Drawing an assumption before evaluating data is a really good approach. Ten points to Griffindor for that one.
They said their guess and the data differ the same way as my guess. But then they think the data is correct and they just throw out their guess. That's actually wrong. This point is very important in statistics, but you actually already learn it in 4th or 5th grade math classes. Make a guess about the end result and if your calculated results is quite different be sceptical about your calculated result. Our ability to guess is not good at getting the exact numbers right, but it's really, really good at getting the big picture. Therefore when data and guess disagree there's a really good chance the data is wrong and we must question it and not just our guess (which we can also question, but questioning the data is more important).
PS: It's quite funny how often we consume lots of data and calculate a lot and still the right answer to the question is: "Dunno yet"
At least for me that's what I learned in the last few years on HN.
The analogy doesn't hold. The point of the NYT exercise is to challenge our perceptions/biases, not challenge calculations.
Yes, in science, say, you should make a guess about the end result, based on something, like first principles, direct observation, etc. Then, if the calculated result diverges, check both.
In this case though there is no reason for the general public to have had a good picture of appropriate curve; it's a lot of hearsay and ideology which biases what we think it should look like, and it is right to trust that less than the actual data.
Isn't what you learn in 4th or 5th grade math classes that you should be sceptical about your own calculations if they diverge a lot from your estimate? When it comes to empirical data, I think the only sensible approach is to remain equally sceptical about both your guess and the way the data was compiled or modelled.
But after a few rounds of scepticism, data analysis and model critique you should get to a point where you trust the data more than your own guess. Otherwise we could just as well stop doing science at all.
Science theater is the practice of investing in research intended to provide the feeling of improved understanding while doing little or nothing to actually achieve it.
FWIW, my guess was at the 98th percentile, relatively close to the data (on the other hand, I was really bad at guessing the position of the ball in yesterday's football/soccer test).
The median guess probably suffers from a "connect the dots" bias, going from (0,0) to (100,100) through the suggested point.
Seeing how smooth the data is, it results from a large sample, and the measurements are objective, I fail to see how they could have gotten them wrong.

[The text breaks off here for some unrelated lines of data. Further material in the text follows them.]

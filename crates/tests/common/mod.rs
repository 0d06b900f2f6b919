//! In-memory repositories and fixtures shared by the integration tests.
#![allow(dead_code)]

use std::{
    collections::HashMap,
    sync::{Arc, Mutex},
};

use anyhow::{Result, anyhow};
use async_trait::async_trait;
use chrono::{DateTime, Duration, TimeZone, Utc};
use memberhub::{
    domain::{
        clock::Clock,
        entities::{
            notifications::{InsertNotificationEntity, NotificationEntity},
            plans::PlanEntity,
            subscriptions::{SubscriptionChangeset, SubscriptionEntity},
            users::UserEntity,
        },
        repositories::{
            job_leases::JobLeaseRepository, notifications::NotificationRepository,
            plans::PlanRepository, recipients::RecipientDirectory,
            subscriptions::SubscriptionRepository,
        },
        value_objects::{
            enums::{
                duration_types::DurationType, notification_types::NotificationType,
                subscription_statuses::SubscriptionStatus,
            },
            events::DomainEvent,
            subscriptions::ExpirationCursor,
        },
    },
    usecases::event_bus::EventPublisher,
};
use uuid::Uuid;

pub fn at(y: i32, m: u32, d: u32) -> DateTime<Utc> {
    Utc.with_ymd_and_hms(y, m, d, 0, 0, 0).unwrap()
}

/// Clock the tests move by hand.
pub struct TestClock {
    now: Mutex<DateTime<Utc>>,
}

impl TestClock {
    pub fn new(now: DateTime<Utc>) -> Arc<Self> {
        Arc::new(Self {
            now: Mutex::new(now),
        })
    }

    pub fn advance(&self, by: Duration) {
        let mut now = self.now.lock().unwrap();
        *now += by;
    }
}

impl Clock for TestClock {
    fn now(&self) -> DateTime<Utc> {
        *self.now.lock().unwrap()
    }
}

pub fn plan(duration_type: DurationType, duration_count: i32, trial_days: i32) -> PlanEntity {
    PlanEntity {
        id: Uuid::new_v4(),
        name: "Gold".to_string(),
        price_minor: 2999,
        duration_type: duration_type.to_string(),
        duration_count,
        trial_days,
        is_active: true,
        created_at: at(2023, 12, 1),
    }
}

pub fn subscription(
    plan: &PlanEntity,
    status: SubscriptionStatus,
    expiration_at: Option<DateTime<Utc>>,
) -> SubscriptionEntity {
    SubscriptionEntity {
        id: Uuid::new_v4(),
        user_id: Uuid::new_v4(),
        plan_id: plan.id,
        gateway: "stripe".to_string(),
        gateway_subscription_id: Some(format!("sub_{}", Uuid::new_v4().simple())),
        status: status.to_string(),
        trial_end_at: None,
        next_billing_at: None,
        expiration_at,
        started_at: None,
        canceled_at: None,
        gateway_metadata: serde_json::json!({}),
        created_at: at(2024, 1, 1),
        updated_at: at(2024, 1, 1),
    }
}

pub fn user(name: &str, role: &str, assigned_trainer_id: Option<Uuid>) -> UserEntity {
    UserEntity {
        id: Uuid::new_v4(),
        name: name.to_string(),
        email: format!("{}@gym.test", name.to_lowercase()),
        role: role.to_string(),
        assigned_trainer_id,
        created_at: at(2024, 1, 1),
    }
}

#[derive(Default)]
pub struct InMemorySubscriptions {
    rows: Mutex<HashMap<Uuid, SubscriptionEntity>>,
}

impl InMemorySubscriptions {
    pub fn with(rows: impl IntoIterator<Item = SubscriptionEntity>) -> Arc<Self> {
        Arc::new(Self {
            rows: Mutex::new(rows.into_iter().map(|row| (row.id, row)).collect()),
        })
    }

    pub fn get(&self, id: Uuid) -> SubscriptionEntity {
        self.rows.lock().unwrap()[&id].clone()
    }

    pub fn status_of(&self, id: Uuid) -> Option<SubscriptionStatus> {
        self.get(id).status()
    }
}

fn is_due(row: &SubscriptionEntity, now: DateTime<Utc>) -> bool {
    row.status().is_some_and(|status| status.is_expirable())
        && row.expiration_at.is_some_and(|expiration_at| expiration_at <= now)
}

#[async_trait]
impl SubscriptionRepository for InMemorySubscriptions {
    async fn find_by_id(&self, subscription_id: Uuid) -> Result<Option<SubscriptionEntity>> {
        Ok(self.rows.lock().unwrap().get(&subscription_id).cloned())
    }

    async fn list_expirable_batch(
        &self,
        now: DateTime<Utc>,
        after: Option<ExpirationCursor>,
        limit: i64,
    ) -> Result<Vec<SubscriptionEntity>> {
        let rows = self.rows.lock().unwrap();
        let mut due: Vec<SubscriptionEntity> = rows
            .values()
            .filter(|row| is_due(row, now))
            .filter(|row| match (after, row.expiration_at) {
                (Some(cursor), Some(expiration_at)) => {
                    (expiration_at, row.id) > (cursor.expiration_at, cursor.id)
                }
                _ => true,
            })
            .cloned()
            .collect();
        due.sort_by_key(|row| (row.expiration_at, row.id));
        due.truncate(limit.max(0) as usize);
        Ok(due)
    }

    async fn mark_expired(
        &self,
        subscription_ids: &[Uuid],
        now: DateTime<Utc>,
    ) -> Result<Vec<Uuid>> {
        let mut rows = self.rows.lock().unwrap();
        let mut updated = Vec::new();
        for id in subscription_ids {
            if let Some(row) = rows.get_mut(id) {
                if is_due(row, now) {
                    row.status = SubscriptionStatus::Expired.to_string();
                    row.updated_at = now;
                    updated.push(*id);
                }
            }
        }
        Ok(updated)
    }

    async fn list_batch_after_id(
        &self,
        after: Option<Uuid>,
        limit: i64,
        only_missing_expiration: bool,
    ) -> Result<Vec<SubscriptionEntity>> {
        let rows = self.rows.lock().unwrap();
        let mut page: Vec<SubscriptionEntity> = rows
            .values()
            .filter(|row| after.is_none_or(|after| row.id > after))
            .filter(|row| !only_missing_expiration || row.expiration_at.is_none())
            .cloned()
            .collect();
        page.sort_by_key(|row| row.id);
        page.truncate(limit.max(0) as usize);
        Ok(page)
    }

    async fn update_expiration(
        &self,
        subscription_id: Uuid,
        expiration_at: DateTime<Utc>,
        now: DateTime<Utc>,
    ) -> Result<()> {
        let mut rows = self.rows.lock().unwrap();
        let row = rows
            .get_mut(&subscription_id)
            .ok_or_else(|| anyhow!("subscription {subscription_id} missing"))?;
        row.expiration_at = Some(expiration_at);
        row.updated_at = now;
        Ok(())
    }

    async fn apply_changes(
        &self,
        subscription_id: Uuid,
        expected_status: SubscriptionStatus,
        changes: SubscriptionChangeset,
    ) -> Result<Option<SubscriptionEntity>> {
        let mut rows = self.rows.lock().unwrap();
        let Some(row) = rows.get_mut(&subscription_id) else {
            return Ok(None);
        };
        if row.status() != Some(expected_status) {
            return Ok(None);
        }

        if let Some(status) = changes.status {
            row.status = status;
        }
        if changes.trial_end_at.is_some() {
            row.trial_end_at = changes.trial_end_at;
        }
        if changes.next_billing_at.is_some() {
            row.next_billing_at = changes.next_billing_at;
        }
        if changes.expiration_at.is_some() {
            row.expiration_at = changes.expiration_at;
        }
        if changes.started_at.is_some() {
            row.started_at = changes.started_at;
        }
        if changes.canceled_at.is_some() {
            row.canceled_at = changes.canceled_at;
        }
        row.updated_at = changes.updated_at;

        Ok(Some(row.clone()))
    }
}

#[derive(Default)]
pub struct InMemoryPlans {
    rows: Mutex<HashMap<Uuid, PlanEntity>>,
}

impl InMemoryPlans {
    pub fn with(rows: impl IntoIterator<Item = PlanEntity>) -> Arc<Self> {
        Arc::new(Self {
            rows: Mutex::new(rows.into_iter().map(|row| (row.id, row)).collect()),
        })
    }
}

#[async_trait]
impl PlanRepository for InMemoryPlans {
    async fn find_by_id(&self, plan_id: Uuid) -> Result<Option<PlanEntity>> {
        Ok(self.rows.lock().unwrap().get(&plan_id).cloned())
    }
}

#[derive(Default)]
pub struct InMemoryNotifications {
    rows: Mutex<Vec<NotificationEntity>>,
}

impl InMemoryNotifications {
    pub fn new() -> Arc<Self> {
        Arc::new(Self::default())
    }

    pub fn all(&self) -> Vec<NotificationEntity> {
        self.rows.lock().unwrap().clone()
    }

    pub fn for_recipient(&self, recipient_id: Uuid) -> Vec<NotificationEntity> {
        self.all()
            .into_iter()
            .filter(|row| row.recipient_id == recipient_id)
            .collect()
    }
}

#[async_trait]
impl NotificationRepository for InMemoryNotifications {
    async fn insert(&self, notification: InsertNotificationEntity) -> Result<NotificationEntity> {
        let row = NotificationEntity {
            id: Uuid::new_v4(),
            recipient_id: notification.recipient_id,
            notification_type: notification.notification_type,
            audience: notification.audience,
            title: notification.title,
            message: notification.message,
            link: notification.link,
            entity_type: notification.entity_type,
            entity_id: notification.entity_id,
            payload: notification.payload,
            created_at: notification.created_at,
            read_at: None,
        };
        self.rows.lock().unwrap().push(row.clone());
        Ok(row)
    }

    async fn exists_since(
        &self,
        recipient_id: Uuid,
        notification_type: NotificationType,
        entity_id: Uuid,
        since: DateTime<Utc>,
    ) -> Result<bool> {
        Ok(self.rows.lock().unwrap().iter().any(|row| {
            row.recipient_id == recipient_id
                && row.notification_type == notification_type.as_str()
                && row.entity_id == entity_id
                && row.created_at >= since
        }))
    }

    async fn list_for_recipient(
        &self,
        recipient_id: Uuid,
        unread_only: bool,
        limit: i64,
    ) -> Result<Vec<NotificationEntity>> {
        let mut rows: Vec<NotificationEntity> = self
            .for_recipient(recipient_id)
            .into_iter()
            .filter(|row| !unread_only || row.read_at.is_none())
            .collect();
        rows.sort_by(|a, b| b.created_at.cmp(&a.created_at).then(b.id.cmp(&a.id)));
        rows.truncate(limit.max(0) as usize);
        Ok(rows)
    }

    async fn mark_read(
        &self,
        recipient_id: Uuid,
        notification_id: Uuid,
        read_at: DateTime<Utc>,
    ) -> Result<bool> {
        let mut rows = self.rows.lock().unwrap();
        let row = rows.iter_mut().find(|row| {
            row.id == notification_id && row.recipient_id == recipient_id && row.read_at.is_none()
        });
        Ok(match row {
            Some(row) => {
                row.read_at = Some(read_at);
                true
            }
            None => false,
        })
    }

    async fn mark_all_read(&self, recipient_id: Uuid, read_at: DateTime<Utc>) -> Result<usize> {
        let mut rows = self.rows.lock().unwrap();
        let mut updated = 0;
        for row in rows
            .iter_mut()
            .filter(|row| row.recipient_id == recipient_id && row.read_at.is_none())
        {
            row.read_at = Some(read_at);
            updated += 1;
        }
        Ok(updated)
    }
}

#[derive(Default)]
pub struct InMemoryDirectory {
    users: Mutex<HashMap<Uuid, UserEntity>>,
}

impl InMemoryDirectory {
    pub fn with(users: impl IntoIterator<Item = UserEntity>) -> Arc<Self> {
        Arc::new(Self {
            users: Mutex::new(users.into_iter().map(|user| (user.id, user)).collect()),
        })
    }
}

#[async_trait]
impl RecipientDirectory for InMemoryDirectory {
    async fn find_user(&self, user_id: Uuid) -> Result<Option<UserEntity>> {
        Ok(self.users.lock().unwrap().get(&user_id).cloned())
    }

    async fn list_admins(&self) -> Result<Vec<UserEntity>> {
        let mut admins: Vec<UserEntity> = self
            .users
            .lock()
            .unwrap()
            .values()
            .filter(|user| user.role == "admin")
            .cloned()
            .collect();
        admins.sort_by_key(|user| user.id);
        Ok(admins)
    }

    async fn find_assigned_trainer(&self, member_id: Uuid) -> Result<Option<UserEntity>> {
        let users = self.users.lock().unwrap();
        Ok(users
            .get(&member_id)
            .and_then(|member| member.assigned_trainer_id)
            .and_then(|trainer_id| users.get(&trainer_id))
            .filter(|trainer| trainer.role == "trainer")
            .cloned())
    }
}

#[derive(Default)]
pub struct InMemoryLeases {
    leases: Mutex<HashMap<String, (String, DateTime<Utc>)>>,
}

impl InMemoryLeases {
    pub fn new() -> Arc<Self> {
        Arc::new(Self::default())
    }

    /// Pretends another worker holds `name` until `expires_at`.
    pub fn hold(&self, name: &str, expires_at: DateTime<Utc>) {
        self.leases
            .lock()
            .unwrap()
            .insert(name.to_string(), ("someone-else".to_string(), expires_at));
    }

    pub fn is_held(&self, name: &str) -> bool {
        self.leases.lock().unwrap().contains_key(name)
    }
}

#[async_trait]
impl JobLeaseRepository for InMemoryLeases {
    async fn try_acquire(
        &self,
        name: &str,
        holder: &str,
        now: DateTime<Utc>,
        ttl: Duration,
    ) -> Result<bool> {
        let mut leases = self.leases.lock().unwrap();
        if let Some((current, expires_at)) = leases.get(name) {
            if current != holder && *expires_at > now {
                return Ok(false);
            }
        }
        leases.insert(name.to_string(), (holder.to_string(), now + ttl));
        Ok(true)
    }

    async fn release(&self, name: &str, holder: &str) -> Result<()> {
        let mut leases = self.leases.lock().unwrap();
        if leases.get(name).is_some_and(|(current, _)| current == holder) {
            leases.remove(name);
        }
        Ok(())
    }
}

/// Publisher that keeps every event instead of queueing it.
#[derive(Default)]
pub struct RecordingPublisher {
    events: Mutex<Vec<DomainEvent>>,
}

impl RecordingPublisher {
    pub fn new() -> Arc<Self> {
        Arc::new(Self::default())
    }

    pub fn events(&self) -> Vec<DomainEvent> {
        self.events.lock().unwrap().clone()
    }
}

#[async_trait]
impl EventPublisher for RecordingPublisher {
    async fn publish(&self, event: DomainEvent) -> Result<()> {
        self.events.lock().unwrap().push(event);
        Ok(())
    }
}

He's saying that, "Just because you can't guess the trend in the data (eg. the track of a soccer ball in yesterday's match) doesn't mean that something is wrong with the data; you often need to double-check both your hypothesis and your data. And in this case your hypothesis was probably at fault due to inherent bias rather than inaccuracies in the data."
Well, one thing they glossed over is the cost of tuition at the colleges in question varies. The poorest families are more likely to send their children to cheaper colleges. You might get an S curve if it was for colleges with $50K tuition, or whatever.
I agree but I would say it's not the poorest families that choose cheap colleges but lower middle-class families. People like teachers, office workers, et. al. who can't afford every college or who have to take out loans to send their kids to college are going to be price-sensitive. The poorest people generally make so little that they qualify for great financial aid without having to do academic scholarships.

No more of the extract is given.